What the task asks:
Produce an exact transcript of all the records.

Items from a data source:
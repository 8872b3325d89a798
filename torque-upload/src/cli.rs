// SPDX-License-Identifier: MIT
// Copyright (c) 2026 ADNT Sarl <info@adnt.io>

//! Command-line interface definitions.

use std::path::PathBuf;

use anyhow::Result;
use clap::{Parser, Subcommand};

use crate::commands;
use crate::transport::CanLink;

/// Command-line arguments.
#[derive(Parser)]
#[command(name = "torque-upload")]
#[command(about = "Firmware flashing tool for the torque CAN bootloader")]
pub struct Cli {
    /// Serial port of the SLCAN adapter (e.g., /dev/ttyACM0)
    #[arg(short, long)]
    pub port: String,

    /// Target unit (ECU address on the bus)
    #[arg(short, long, default_value = "1")]
    pub unit: u8,

    #[command(subcommand)]
    pub command: Commands,
}

/// Available subcommands.
#[derive(Subcommand)]
pub enum Commands {
    /// Listen for the bootloader beacon and report its state
    Status,

    /// Request bootloader entry for the target unit
    Enter,

    /// Flash a firmware image through a full transaction
    Flash {
        /// Firmware binary file
        #[arg(value_name = "FILE")]
        file: PathBuf,

        /// Firmware version number
        #[arg(short, long, default_value = "1")]
        version: u32,
    },

    /// Ask the bootloader to hand off to the application
    Exit,
}

/// Execute the parsed CLI command.
pub fn run(cli: Cli) -> Result<()> {
    let mut link = CanLink::open(&cli.port)?;

    match cli.command {
        Commands::Status => commands::status(&mut link),
        Commands::Enter => commands::enter(&mut link, cli.unit),
        Commands::Flash { file, version } => commands::flash(&mut link, &file, cli.unit, version),
        Commands::Exit => commands::exit(&mut link),
    }
}
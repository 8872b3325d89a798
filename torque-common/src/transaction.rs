// SPDX-License-Identifier: MIT
// Copyright (c) 2026 ADNT Sarl <info@adnt.io>

//! Bootloader transaction state machine.
//!
//! Drives a flashing session from handshake negotiation through erase,
//! download and metadata commit. Every inbound message produces a typed
//! acknowledgement; protocol violations are reported with a precise
//! rejection code and never disturb the bootloader itself. The data write
//! path runs a two-stage gate (region classification, then the erase
//! record) so protected memory and stale erase state are rejected before
//! any hardware programming is attempted.
//!
//! Runs on the main loop only; the transport's receive side lives in
//! interrupt context and hands frames over through an SPSC queue.

use heapless::Vec;

use crate::flash::{EraseError, FlashController, FlashDevice, WriteOutcome};
use crate::jump_table::JumpTable;
use crate::memory::{MemoryMap, Region};
use crate::protocol::{
    BootloaderStatus, ControlCommand, HandshakeResponse, Register, Reply, Request, UnitId,
    WritePayload, WriteStatus, ENTRY_SEQ_ARM, ENTRY_SEQ_CONFIRM, STALL_TIMEOUT_MS,
};
use crate::reset::{EntryReason, ResetTarget};
use crate::tracker::ErasedPageTracker;

/// Upper bound on host-declared logical blocks per transaction.
pub const MAX_LOGICAL_BLOCKS: usize = 16;

#[derive(Clone, Copy, Debug, PartialEq, Eq)]
struct LogicalBlock {
    start: u32,
    size: u32,
}

impl LogicalBlock {
    fn end(&self) -> u32 {
        self.start + self.size
    }

    fn overlaps(&self, other: &LogicalBlock) -> bool {
        self.start < other.end() && other.start < self.end()
    }
}

/// Session state accumulated between a Transaction Magic and commit/abort.
#[derive(Debug, Default)]
struct Transaction {
    magic: u16,
    entry_point: Option<u32>,
    interrupt_vector: Option<u32>,
    erase_budget: Option<u32>,
    erased_pages: u32,
    declared_blocks: Option<u32>,
    blocks: Vec<LogicalBlock, MAX_LOGICAL_BLOCKS>,
    pending_block_start: Option<u32>,
    firmware_size: Option<u32>,
    firmware_crc: Option<u32>,
    firmware_version: Option<u32>,
    data_writes: u32,
}

pub struct Bootloader<D> {
    flash: FlashController<D>,
    map: MemoryMap,
    tracker: ErasedPageTracker,
    status: BootloaderStatus,
    txn: Option<Transaction>,
    unit: UnitId,
    reason: EntryReason,
    entry_armed: bool,
    host_claimed: bool,
    pending_reset: Option<ResetTarget>,
    last_activity_ms: u32,
}
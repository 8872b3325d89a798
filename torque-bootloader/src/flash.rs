// SPDX-License-Identifier: MIT
// Copyright (c) 2026 ADNT Sarl <info@adnt.io>

//! STM32F1 flash programming and erase controller (FPEC) as a `FlashDevice`.
//!
//! The sequencing (clear flags, busy-wait, latch PG/PER, classify SR) lives
//! in `torque_common::flash::FlashController`; this is only the raw register
//! access. SR error flags are write-1-to-clear.

use torque_common::flash::{FlashDevice, FlashErrors};

const FLASH_R_BASE: u32 = 0x4002_2000;
const FLASH_KEYR: *mut u32 = (FLASH_R_BASE + 0x04) as *mut u32;
const FLASH_SR: *mut u32 = (FLASH_R_BASE + 0x0C) as *mut u32;
const FLASH_CR: *mut u32 = (FLASH_R_BASE + 0x10) as *mut u32;
const FLASH_AR: *mut u32 = (FLASH_R_BASE + 0x14) as *mut u32;

const KEY1: u32 = 0x4567_0123;
const KEY2: u32 = 0xCDEF_89AB;

const SR_BSY: u32 = 1 << 0;
const SR_PGERR: u32 = 1 << 2;
const SR_WRPRTERR: u32 = 1 << 4;
const SR_EOP: u32 = 1 << 5;

const CR_PG: u32 = 1 << 0;
const CR_PER: u32 = 1 << 1;
const CR_STRT: u32 = 1 << 6;
const CR_LOCK: u32 = 1 << 7;

pub struct FpecFlash {
    _priv: (),
}

impl FpecFlash {
    /// Unlock the FPEC and hand out the device. One instance per boot.
    pub fn unlock() -> Self {
        unsafe {
            if FLASH_CR.read_volatile() & CR_LOCK != 0 {
                FLASH_KEYR.write_volatile(KEY1);
                FLASH_KEYR.write_volatile(KEY2);
            }
        }
        Self { _priv: () }
    }

    fn modify_cr(set: u32, clear: u32) {
        unsafe {
            let cr = FLASH_CR.read_volatile();
            FLASH_CR.write_volatile((cr & !clear) | set);
        }
    }
}

impl FlashDevice for FpecFlash {
    fn busy(&self) -> bool {
        unsafe { FLASH_SR.read_volatile() & SR_BSY != 0 }
    }

    fn take_errors(&mut self) -> FlashErrors {
        unsafe {
            let sr = FLASH_SR.read_volatile();
            FLASH_SR.write_volatile(SR_PGERR | SR_WRPRTERR | SR_EOP);
            FlashErrors {
                programming: sr & SR_PGERR != 0,
                write_protect: sr & SR_WRPRTERR != 0,
            }
        }
    }

    fn set_programming(&mut self, enable: bool) {
        if enable {
            Self::modify_cr(CR_PG, 0);
        } else {
            Self::modify_cr(0, CR_PG);
        }
    }

    fn start_page_erase(&mut self, page_addr: u32) {
        Self::modify_cr(CR_PER, 0);
        unsafe {
            FLASH_AR.write_volatile(page_addr);
        }
        Self::modify_cr(CR_STRT, 0);
    }

    fn end_page_erase(&mut self) {
        Self::modify_cr(0, CR_PER);
    }

    fn program_half_word(&mut self, addr: u32, value: u16) {
        unsafe {
            (addr as *mut u16).write_volatile(value);
        }
    }

    fn read_half_word(&self, addr: u32) -> u16 {
        unsafe { (addr as *const u16).read_volatile() }
    }
}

Response to the exercise:
repository 8872b3325d89a798
filename torque-upload/src/cli.rs
// SPDX-License-Identifier: MIT
// Copyright (c) 2026 ADNT Sarl <info@adnt.io>

//! Command-line interface definitions.

use std::path::PathBuf;

use anyhow::Result;
use clap::{Parser, Subcommand};

use crate::commands;
use crate::transport::CanLink;

/// Command-line arguments.
#[derive(Parser)]
#[command(name = "torque-upload")]
#[command(about = "Firmware flashing tool for the torque CAN bootloader")]
pub struct Cli {
    /// Serial port of the SLCAN adapter (e.g., /dev/ttyACM0)
    #[arg(short, long)]
    pub port: String,

    /// Target unit (ECU address on the bus)
    #[arg(short, long, default_value = "1")]
    pub unit: u8,

    #[command(subcommand)]
    pub command: Commands,
}

/// Available subcommands.
#[derive(Subcommand)]
pub enum Commands {
    /// Listen for the bootloader beacon and report its state
    Status,

    /// Request bootloader entry for the target unit
    Enter,

    /// Flash a firmware image through a full transaction
    Flash {
        /// Firmware binary file
        #[arg(value_name = "FILE")]
        file: PathBuf,

        /// Firmware version number
        #[arg(short, long, default_value = "1")]
        version: u32,
    },

    /// Ask the bootloader to hand off to the application
    Exit,
}

/// Execute the parsed CLI command.
pub fn run(cli: Cli) -> Result<()> {
    let mut link = CanLink::open(&cli.port)?;

    match cli.command {
        Commands::Status => commands::status(&mut link),
        Commands::Enter => commands::enter(&mut link, cli.unit),
        Commands::Flash { file, version } => commands::flash(&mut link, &file, cli.unit, version),
        Commands::Exit => commands::exit(&mut link),
    }
}
repository 8872b3325d89a798
filename torque-common/src/transaction.rs
// SPDX-License-Identifier: MIT
// Copyright (c) 2026 ADNT Sarl <info@adnt.io>

//! Bootloader transaction state machine.
//!
//! Drives a flashing session from handshake negotiation through erase,
//! download and metadata commit. Every inbound message produces a typed
//! acknowledgement; protocol violations are reported with a precise
//! rejection code and never disturb the bootloader itself. The data write
//! path runs a two-stage gate (region classification, then the erase
//! record) so protected memory and stale erase state are rejected before
//! any hardware programming is attempted.
//!
//! Runs on the main loop only; the transport's receive side lives in
//! interrupt context and hands frames over through an SPSC queue.

use heapless::Vec;

use crate::flash::{EraseError, FlashController, FlashDevice, WriteOutcome};
use crate::jump_table::JumpTable;
use crate::memory::{MemoryMap, Region};
use crate::protocol::{
    BootloaderStatus, ControlCommand, HandshakeResponse, Register, Reply, Request, UnitId,
    WritePayload, WriteStatus, ENTRY_SEQ_ARM, ENTRY_SEQ_CONFIRM, STALL_TIMEOUT_MS,
};
use crate::reset::{EntryReason, ResetTarget};
use crate::tracker::ErasedPageTracker;

/// Upper bound on host-declared logical blocks per transaction.
pub const MAX_LOGICAL_BLOCKS: usize = 16;

#[derive(Clone, Copy, Debug, PartialEq, Eq)]
struct LogicalBlock {
    start: u32,
    size: u32,
}

impl LogicalBlock {
    fn end(&self) -> u32 {
        self.start + self.size
    }

    fn overlaps(&self, other: &LogicalBlock) -> bool {
        self.start < other.end() && other.start < self.end()
    }
}

/// Session state accumulated between a Transaction Magic and commit/abort.
#[derive(Debug, Default)]
struct Transaction {
    magic: u16,
    entry_point: Option<u32>,
    interrupt_vector: Option<u32>,
    erase_budget: Option<u32>,
    erased_pages: u32,
    declared_blocks: Option<u32>,
    blocks: Vec<LogicalBlock, MAX_LOGICAL_BLOCKS>,
    pending_block_start: Option<u32>,
    firmware_size: Option<u32>,
    firmware_crc: Option<u32>,
    firmware_version: Option<u32>,
    data_writes: u32,
}

pub struct Bootloader<D> {
    flash: FlashController<D>,
    map: MemoryMap,
    tracker: ErasedPageTracker,
    status: BootloaderStatus,
    txn: Option<Transaction>,
    unit: UnitId,
    reason: EntryReason,
    entry_armed: bool,
    host_claimed: bool,
    pending_reset: Option<ResetTarget>,
    last_activity_ms: u32,
}
repository 8872b3325d89a798
filename torque-bootloader/src/flash.rs
// SPDX-License-Identifier: MIT
// Copyright (c) 2026 ADNT Sarl <info@adnt.io>

//! STM32F1 flash programming and erase controller (FPEC) as a `FlashDevice`.
//!
//! The sequencing (clear flags, busy-wait, latch PG/PER, classify SR) lives
//! in `torque_common::flash::FlashController`; this is only the raw register
//! access. SR error flags are write-1-to-clear.

use torque_common::flash::{FlashDevice, FlashErrors};

const FLASH_R_BASE: u32 = 0x4002_2000;
const FLASH_KEYR: *mut u32 = (FLASH_R_BASE + 0x04) as *mut u32;
const FLASH_SR: *mut u32 = (FLASH_R_BASE + 0x0C) as *mut u32;
const FLASH_CR: *mut u32 = (FLASH_R_BASE + 0x10) as *mut u32;
const FLASH_AR: *mut u32 = (FLASH_R_BASE + 0x14) as *mut u32;

const KEY1: u32 = 0x4567_0123;
const KEY2: u32 = 0xCDEF_89AB;

const SR_BSY: u32 = 1 << 0;
const SR_PGERR: u32 = 1 << 2;
const SR_WRPRTERR: u32 = 1 << 4;
const SR_EOP: u32 = 1 << 5;

const CR_PG: u32 = 1 << 0;
const CR_PER: u32 = 1 << 1;
const CR_STRT: u32 = 1 << 6;
const CR_LOCK: u32 = 1 << 7;

pub struct FpecFlash {
    _priv: (),
}

impl FpecFlash {
    /// Unlock the FPEC and hand out the device. One instance per boot.
    pub fn unlock() -> Self {
        unsafe {
            if FLASH_CR.read_volatile() & CR_LOCK != 0 {
                FLASH_KEYR.write_volatile(KEY1);
                FLASH_KEYR.write_volatile(KEY2);
            }
        }
        Self { _priv: () }
    }

    fn modify_cr(set: u32, clear: u32) {
        unsafe {
            let cr = FLASH_CR.read_volatile();
            FLASH_CR.write_volatile((cr & !clear) | set);
        }
    }
}

impl FlashDevice for FpecFlash {
    fn busy(&self) -> bool {
        unsafe { FLASH_SR.read_volatile() & SR_BSY != 0 }
    }

    fn take_errors(&mut self) -> FlashErrors {
        unsafe {
            let sr = FLASH_SR.read_volatile();
            FLASH_SR.write_volatile(SR_PGERR | SR_WRPRTERR | SR_EOP);
            FlashErrors {
                programming: sr & SR_PGERR != 0,
                write_protect: sr & SR_WRPRTERR != 0,
            }
        }
    }

    fn set_programming(&mut self, enable: bool) {
        if enable {
            Self::modify_cr(CR_PG, 0);
        } else {
            Self::modify_cr(0, CR_PG);
        }
    }

    fn start_page_erase(&mut self, page_addr: u32) {
        Self::modify_cr(CR_PER, 0);
        unsafe {
            FLASH_AR.write_volatile(page_addr);
        }
        Self::modify_cr(CR_STRT, 0);
    }

    fn end_page_erase(&mut self) {
        Self::modify_cr(0, CR_PER);
    }

    fn program_half_word(&mut self, addr: u32, value: u16) {
        unsafe {
            (addr as *mut u16).write_volatile(value);
        }
    }

    fn read_half_word(&self, addr: u32) -> u16 {
        unsafe { (addr as *const u16).read_volatile() }
    }
}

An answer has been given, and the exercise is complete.